Last modified: Monday, April 27, 2009
IU professor awarded prestigious prize for book from American Historical Association
Klaus Mühlhahn writes first comprehensive study of Chinese criminal justice system
FOR IMMEDIATE RELEASE
Dec. 15, 2009
BLOOMINGTON, Ind. -- The American Historical Association has awarded the 2010 John K. Fairbank Prize in East Asian History to Indiana University historian Klaus Mühlhahn for his book Criminal Justice in China: A History. The award will be presented in January during the association's Annual Meeting in San Diego. The prize is offered annually for an outstanding book in the history of China proper, Vietnam, Chinese Central Asia, Mongolia, Manchuria, Korea, or Japan, substantially after 1800.
Criminal Justice in China: A History, published in April by Harvard University Press, is the first comprehensive examination of the Chinese criminal justice system from late imperial times to the present.

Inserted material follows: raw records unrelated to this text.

use std::path::PathBuf;
use tracing_subscriber::EnvFilter;

/// Initialise logging. The default level is `info`; `debug` can be enabled
/// via the settings file, in which case `RUST_LOG` may override it.
///
/// When `log_file` is set, output goes to that file without ANSI colours.
/// Calling this more than once keeps the first subscriber.
pub fn init(debug: bool, log_file: Option<PathBuf>) {
    // Without debug logging we force `info` regardless of `RUST_LOG` so a
    // stray environment variable does not flood the console.
    let filter = if debug {
        EnvFilter::try_from_default_env().unwrap_or_else(|_| EnvFilter::new("debug"))
    } else {
        EnvFilter::new("info")
    };

    match log_file {
        Some(path) => {
            let dir = path
                .parent()
                .filter(|p| !p.as_os_str().is_empty())
                .map(PathBuf::from)
                .unwrap_or_else(|| PathBuf::from("."));
            let file_name = path
                .file_name()
                .map(|n| n.to_owned())
                .unwrap_or_else(|| "sorteio.log".into());
            let appender = tracing_appender::rolling::never(dir, file_name);
            let _ = tracing_subscriber::fmt()
                .with_env_filter(filter)
                .with_ansi(false)
                .with_writer(appender)
                .try_init();
        }
        None => {
            let _ = tracing_subscriber::fmt().with_env_filter(filter).try_init();
        }
    }
}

The book relies on unprecedented research in Chinese archives, including classified materials, and incorporates prisoner testimonies, witness reports and first-hand interviews.
Indiana University historian Klaus Mühlhahn estimates in his new book that 10 percent of China's people were imprisoned in the 1960s, perhaps half of them serving lengthy terms in labor camps devoted to the "re-education" of those accused of counter-revolutionary activities.
"I was totally unprepared for that," said Mühlhahn, a professor in the IU Bloomington Department of History, part of the College of Arts and Sciences. "Like most other China specialists, I didn't know how extensive this practice really was."
Mühlhahn said criminal justice -- while often ignored by historians -- reveals important truths about societies, including what life is like for populations that come into contact with the justice system.
"Criminal justice is a significant aspect of history," he said. "It is one of the most powerful mechanisms by which societies and governments enforce values and modes of behavior."
In China, that includes two millennia of imperial history, when the penal system was designed to enforce social divisions and hierarchies. Prior to 1900, routine punishments included flogging, torture and servitude; and sentences, including executions, were often carried out in public.
China initiated major legal reforms in the early 1900s in an effort to build a strong state and win favor from the West. But the Chinese government turned to harsh measures under pressure from war and revolution in the 1940s. And after 1949, the Peoples Republic of China took the practice to new levels with the institution of Laogai, or reform through labor, with starving and emaciated prisoners forced to work brutally hard on futile projects.
The number of prisoners in China has remained secret, but Mühlhahn arrives at what he considers a conservative estimate: that in the 1960s there were at least 20 million inmates in the labor camps and probably an equal number in prisons, jails and other forms of detention. Millions died in the camps, he writes, largely through starvation and overwork, especially during periods of food shortages and the 1960s Cultural Revolution.
Mühlhahn credits China with reforming its justice system since the 1970s, but he said the story of past abuses is important and needs to be told.
He said interviewing survivors of the labor camps, including a 90-year-old man, was an emotional experience. Many said they didn't oppose the Communist government but were imprisoned for having suspect class backgrounds or harboring "individualist" tendencies.
"People really suffered when they were recalling this," he said. "The conditions were very hard, very tough. In the camps, they fought for survival and they witnessed many people die."